What the exercise asks => Pull every "swapped" line out of the data below.

Collected data entries =>

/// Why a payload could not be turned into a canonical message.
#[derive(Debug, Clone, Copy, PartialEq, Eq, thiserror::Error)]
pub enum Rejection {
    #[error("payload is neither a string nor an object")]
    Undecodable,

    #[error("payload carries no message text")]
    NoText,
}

==

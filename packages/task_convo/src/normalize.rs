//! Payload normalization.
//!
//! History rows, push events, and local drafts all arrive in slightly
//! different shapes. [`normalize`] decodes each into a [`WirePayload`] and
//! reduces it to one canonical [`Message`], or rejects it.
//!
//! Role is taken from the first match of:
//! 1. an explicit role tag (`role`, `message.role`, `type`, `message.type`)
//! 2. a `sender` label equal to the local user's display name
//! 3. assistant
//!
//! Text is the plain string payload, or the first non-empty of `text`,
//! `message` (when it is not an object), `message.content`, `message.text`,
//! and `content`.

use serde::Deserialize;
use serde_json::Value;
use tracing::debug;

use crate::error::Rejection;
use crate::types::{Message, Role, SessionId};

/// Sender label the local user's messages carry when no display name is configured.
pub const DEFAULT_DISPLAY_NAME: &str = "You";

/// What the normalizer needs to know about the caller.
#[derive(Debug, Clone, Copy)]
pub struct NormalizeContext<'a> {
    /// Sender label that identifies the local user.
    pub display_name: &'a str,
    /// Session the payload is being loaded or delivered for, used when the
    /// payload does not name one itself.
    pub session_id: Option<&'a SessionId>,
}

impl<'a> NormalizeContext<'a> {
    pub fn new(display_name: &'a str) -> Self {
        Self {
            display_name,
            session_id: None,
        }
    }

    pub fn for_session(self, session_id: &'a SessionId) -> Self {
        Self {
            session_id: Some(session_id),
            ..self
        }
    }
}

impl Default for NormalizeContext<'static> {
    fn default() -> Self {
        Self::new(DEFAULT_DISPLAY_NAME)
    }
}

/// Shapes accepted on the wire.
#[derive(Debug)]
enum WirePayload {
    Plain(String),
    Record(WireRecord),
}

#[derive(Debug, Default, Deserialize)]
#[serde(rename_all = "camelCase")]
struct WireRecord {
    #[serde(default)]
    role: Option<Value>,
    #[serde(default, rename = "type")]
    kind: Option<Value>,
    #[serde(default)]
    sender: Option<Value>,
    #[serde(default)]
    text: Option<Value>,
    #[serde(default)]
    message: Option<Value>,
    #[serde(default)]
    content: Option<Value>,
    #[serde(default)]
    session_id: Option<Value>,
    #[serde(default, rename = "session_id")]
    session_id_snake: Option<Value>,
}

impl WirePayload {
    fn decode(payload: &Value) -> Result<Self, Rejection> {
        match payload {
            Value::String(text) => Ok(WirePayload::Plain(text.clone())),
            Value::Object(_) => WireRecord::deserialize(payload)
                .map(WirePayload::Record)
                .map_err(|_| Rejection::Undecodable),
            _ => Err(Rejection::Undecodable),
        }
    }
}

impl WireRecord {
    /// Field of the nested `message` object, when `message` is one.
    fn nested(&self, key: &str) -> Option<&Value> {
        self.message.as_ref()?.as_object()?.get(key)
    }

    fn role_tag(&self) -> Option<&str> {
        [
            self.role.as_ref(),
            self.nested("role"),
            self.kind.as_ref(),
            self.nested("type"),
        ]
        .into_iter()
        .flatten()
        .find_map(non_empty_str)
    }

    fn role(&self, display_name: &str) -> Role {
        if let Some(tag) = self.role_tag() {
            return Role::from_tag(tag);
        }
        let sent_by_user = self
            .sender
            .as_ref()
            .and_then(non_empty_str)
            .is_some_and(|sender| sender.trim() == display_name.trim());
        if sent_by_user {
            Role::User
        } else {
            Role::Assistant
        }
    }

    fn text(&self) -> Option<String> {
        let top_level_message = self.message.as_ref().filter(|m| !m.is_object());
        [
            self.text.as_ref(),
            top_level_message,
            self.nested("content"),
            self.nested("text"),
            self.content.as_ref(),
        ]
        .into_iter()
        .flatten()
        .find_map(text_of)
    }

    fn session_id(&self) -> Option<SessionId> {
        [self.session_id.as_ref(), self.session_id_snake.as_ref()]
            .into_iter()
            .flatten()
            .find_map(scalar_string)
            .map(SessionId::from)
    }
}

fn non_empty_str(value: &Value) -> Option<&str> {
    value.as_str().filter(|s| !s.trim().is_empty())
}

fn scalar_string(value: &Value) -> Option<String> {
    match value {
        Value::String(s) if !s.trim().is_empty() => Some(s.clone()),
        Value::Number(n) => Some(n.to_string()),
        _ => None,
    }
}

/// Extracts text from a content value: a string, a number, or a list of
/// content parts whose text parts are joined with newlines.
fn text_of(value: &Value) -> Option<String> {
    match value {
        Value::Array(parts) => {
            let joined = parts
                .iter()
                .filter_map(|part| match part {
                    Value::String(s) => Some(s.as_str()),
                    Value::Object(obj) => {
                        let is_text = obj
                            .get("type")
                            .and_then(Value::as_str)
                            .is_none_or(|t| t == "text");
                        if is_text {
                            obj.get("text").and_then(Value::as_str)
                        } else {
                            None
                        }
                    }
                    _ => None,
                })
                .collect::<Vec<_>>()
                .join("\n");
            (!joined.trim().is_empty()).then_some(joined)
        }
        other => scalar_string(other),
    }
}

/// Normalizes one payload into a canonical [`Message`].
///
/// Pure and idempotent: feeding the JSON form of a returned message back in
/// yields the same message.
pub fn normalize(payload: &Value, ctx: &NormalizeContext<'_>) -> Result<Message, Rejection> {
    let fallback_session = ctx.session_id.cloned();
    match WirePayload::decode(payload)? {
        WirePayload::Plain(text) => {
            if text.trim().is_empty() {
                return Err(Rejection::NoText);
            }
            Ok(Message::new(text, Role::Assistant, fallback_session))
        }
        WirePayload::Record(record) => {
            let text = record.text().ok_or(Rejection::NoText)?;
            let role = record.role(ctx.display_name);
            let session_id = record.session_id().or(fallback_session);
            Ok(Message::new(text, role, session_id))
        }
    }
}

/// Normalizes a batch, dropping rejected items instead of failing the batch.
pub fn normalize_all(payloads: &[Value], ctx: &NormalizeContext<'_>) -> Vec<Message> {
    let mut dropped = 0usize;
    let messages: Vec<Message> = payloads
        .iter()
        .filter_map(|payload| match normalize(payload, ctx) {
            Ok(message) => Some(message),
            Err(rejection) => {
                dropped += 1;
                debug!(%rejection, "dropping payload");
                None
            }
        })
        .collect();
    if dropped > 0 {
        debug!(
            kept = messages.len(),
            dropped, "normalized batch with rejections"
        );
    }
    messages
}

...

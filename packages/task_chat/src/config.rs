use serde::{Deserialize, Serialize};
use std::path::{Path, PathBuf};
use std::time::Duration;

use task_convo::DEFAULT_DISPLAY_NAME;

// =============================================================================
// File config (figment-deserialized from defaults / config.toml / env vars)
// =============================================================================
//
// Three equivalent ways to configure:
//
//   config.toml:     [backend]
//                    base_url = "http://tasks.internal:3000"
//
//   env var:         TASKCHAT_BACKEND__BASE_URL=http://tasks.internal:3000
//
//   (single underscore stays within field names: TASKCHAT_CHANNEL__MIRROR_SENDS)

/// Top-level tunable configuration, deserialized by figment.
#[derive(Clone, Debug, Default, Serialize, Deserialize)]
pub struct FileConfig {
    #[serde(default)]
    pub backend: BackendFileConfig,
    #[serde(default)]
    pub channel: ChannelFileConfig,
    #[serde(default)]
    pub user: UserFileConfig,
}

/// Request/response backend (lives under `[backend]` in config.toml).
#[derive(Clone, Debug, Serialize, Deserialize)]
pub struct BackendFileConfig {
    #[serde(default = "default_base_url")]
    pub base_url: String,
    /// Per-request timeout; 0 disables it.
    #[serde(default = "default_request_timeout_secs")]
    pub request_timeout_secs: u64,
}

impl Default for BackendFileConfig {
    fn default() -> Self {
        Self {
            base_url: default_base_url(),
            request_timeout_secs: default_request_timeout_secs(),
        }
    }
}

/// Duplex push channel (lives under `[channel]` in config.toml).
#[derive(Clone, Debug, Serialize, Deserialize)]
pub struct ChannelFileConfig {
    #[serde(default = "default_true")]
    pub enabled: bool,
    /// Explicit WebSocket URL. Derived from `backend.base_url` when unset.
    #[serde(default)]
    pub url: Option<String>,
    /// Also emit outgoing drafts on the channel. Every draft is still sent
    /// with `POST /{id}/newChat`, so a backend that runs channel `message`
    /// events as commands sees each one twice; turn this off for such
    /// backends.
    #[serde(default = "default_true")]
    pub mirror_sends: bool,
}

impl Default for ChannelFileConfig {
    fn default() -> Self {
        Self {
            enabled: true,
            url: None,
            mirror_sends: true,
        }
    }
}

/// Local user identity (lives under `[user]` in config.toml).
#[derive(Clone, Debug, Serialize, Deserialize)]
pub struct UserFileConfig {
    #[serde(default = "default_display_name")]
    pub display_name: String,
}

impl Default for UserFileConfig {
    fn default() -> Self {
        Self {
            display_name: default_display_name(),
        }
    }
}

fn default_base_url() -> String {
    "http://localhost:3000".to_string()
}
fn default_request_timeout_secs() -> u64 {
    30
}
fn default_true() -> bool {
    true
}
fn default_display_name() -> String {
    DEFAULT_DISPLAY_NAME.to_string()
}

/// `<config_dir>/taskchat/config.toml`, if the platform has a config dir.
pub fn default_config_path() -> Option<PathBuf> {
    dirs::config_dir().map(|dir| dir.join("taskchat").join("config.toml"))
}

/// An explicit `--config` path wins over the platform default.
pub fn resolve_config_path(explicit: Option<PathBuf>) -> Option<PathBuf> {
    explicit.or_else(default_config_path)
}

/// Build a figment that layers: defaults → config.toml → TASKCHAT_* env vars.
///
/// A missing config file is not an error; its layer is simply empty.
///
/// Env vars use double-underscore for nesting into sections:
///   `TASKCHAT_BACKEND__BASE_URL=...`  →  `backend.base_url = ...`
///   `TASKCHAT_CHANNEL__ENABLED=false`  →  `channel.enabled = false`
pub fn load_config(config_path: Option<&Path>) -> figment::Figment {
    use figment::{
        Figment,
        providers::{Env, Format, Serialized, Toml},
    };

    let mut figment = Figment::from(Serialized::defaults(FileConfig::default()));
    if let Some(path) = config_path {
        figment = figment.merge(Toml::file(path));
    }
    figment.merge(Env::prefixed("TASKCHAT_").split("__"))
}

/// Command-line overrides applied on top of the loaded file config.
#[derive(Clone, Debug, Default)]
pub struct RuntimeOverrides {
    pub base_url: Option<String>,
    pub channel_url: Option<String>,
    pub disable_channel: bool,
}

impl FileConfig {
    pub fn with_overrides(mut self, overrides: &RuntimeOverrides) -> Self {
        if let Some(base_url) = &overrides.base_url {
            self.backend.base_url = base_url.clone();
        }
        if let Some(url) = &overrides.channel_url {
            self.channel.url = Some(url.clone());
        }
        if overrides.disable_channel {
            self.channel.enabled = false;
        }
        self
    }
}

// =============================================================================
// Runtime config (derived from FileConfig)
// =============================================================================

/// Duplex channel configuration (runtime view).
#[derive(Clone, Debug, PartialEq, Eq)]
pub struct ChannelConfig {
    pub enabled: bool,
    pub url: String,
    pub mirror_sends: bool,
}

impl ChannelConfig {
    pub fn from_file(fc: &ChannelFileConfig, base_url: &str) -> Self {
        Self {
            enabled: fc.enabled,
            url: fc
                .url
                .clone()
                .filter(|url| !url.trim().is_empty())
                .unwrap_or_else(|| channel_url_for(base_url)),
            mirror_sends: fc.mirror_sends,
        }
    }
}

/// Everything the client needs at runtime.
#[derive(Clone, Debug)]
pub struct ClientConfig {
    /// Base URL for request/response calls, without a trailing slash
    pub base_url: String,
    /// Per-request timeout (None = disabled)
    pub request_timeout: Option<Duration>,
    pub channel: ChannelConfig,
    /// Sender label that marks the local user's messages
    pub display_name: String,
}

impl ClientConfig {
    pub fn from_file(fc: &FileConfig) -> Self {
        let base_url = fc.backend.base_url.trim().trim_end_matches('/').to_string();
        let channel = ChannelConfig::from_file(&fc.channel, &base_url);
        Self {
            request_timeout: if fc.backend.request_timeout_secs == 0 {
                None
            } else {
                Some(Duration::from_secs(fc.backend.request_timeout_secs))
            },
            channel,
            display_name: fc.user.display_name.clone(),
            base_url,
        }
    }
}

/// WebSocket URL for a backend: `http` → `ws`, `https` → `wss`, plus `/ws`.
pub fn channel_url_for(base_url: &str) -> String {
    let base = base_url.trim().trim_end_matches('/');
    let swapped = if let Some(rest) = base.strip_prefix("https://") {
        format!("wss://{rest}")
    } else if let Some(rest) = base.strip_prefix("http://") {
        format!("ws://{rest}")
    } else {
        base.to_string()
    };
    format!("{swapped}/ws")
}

Output of the exercise =>
    let swapped = if let Some(rest) = base.strip_prefix("https://") {
    format!("{swapped}/ws")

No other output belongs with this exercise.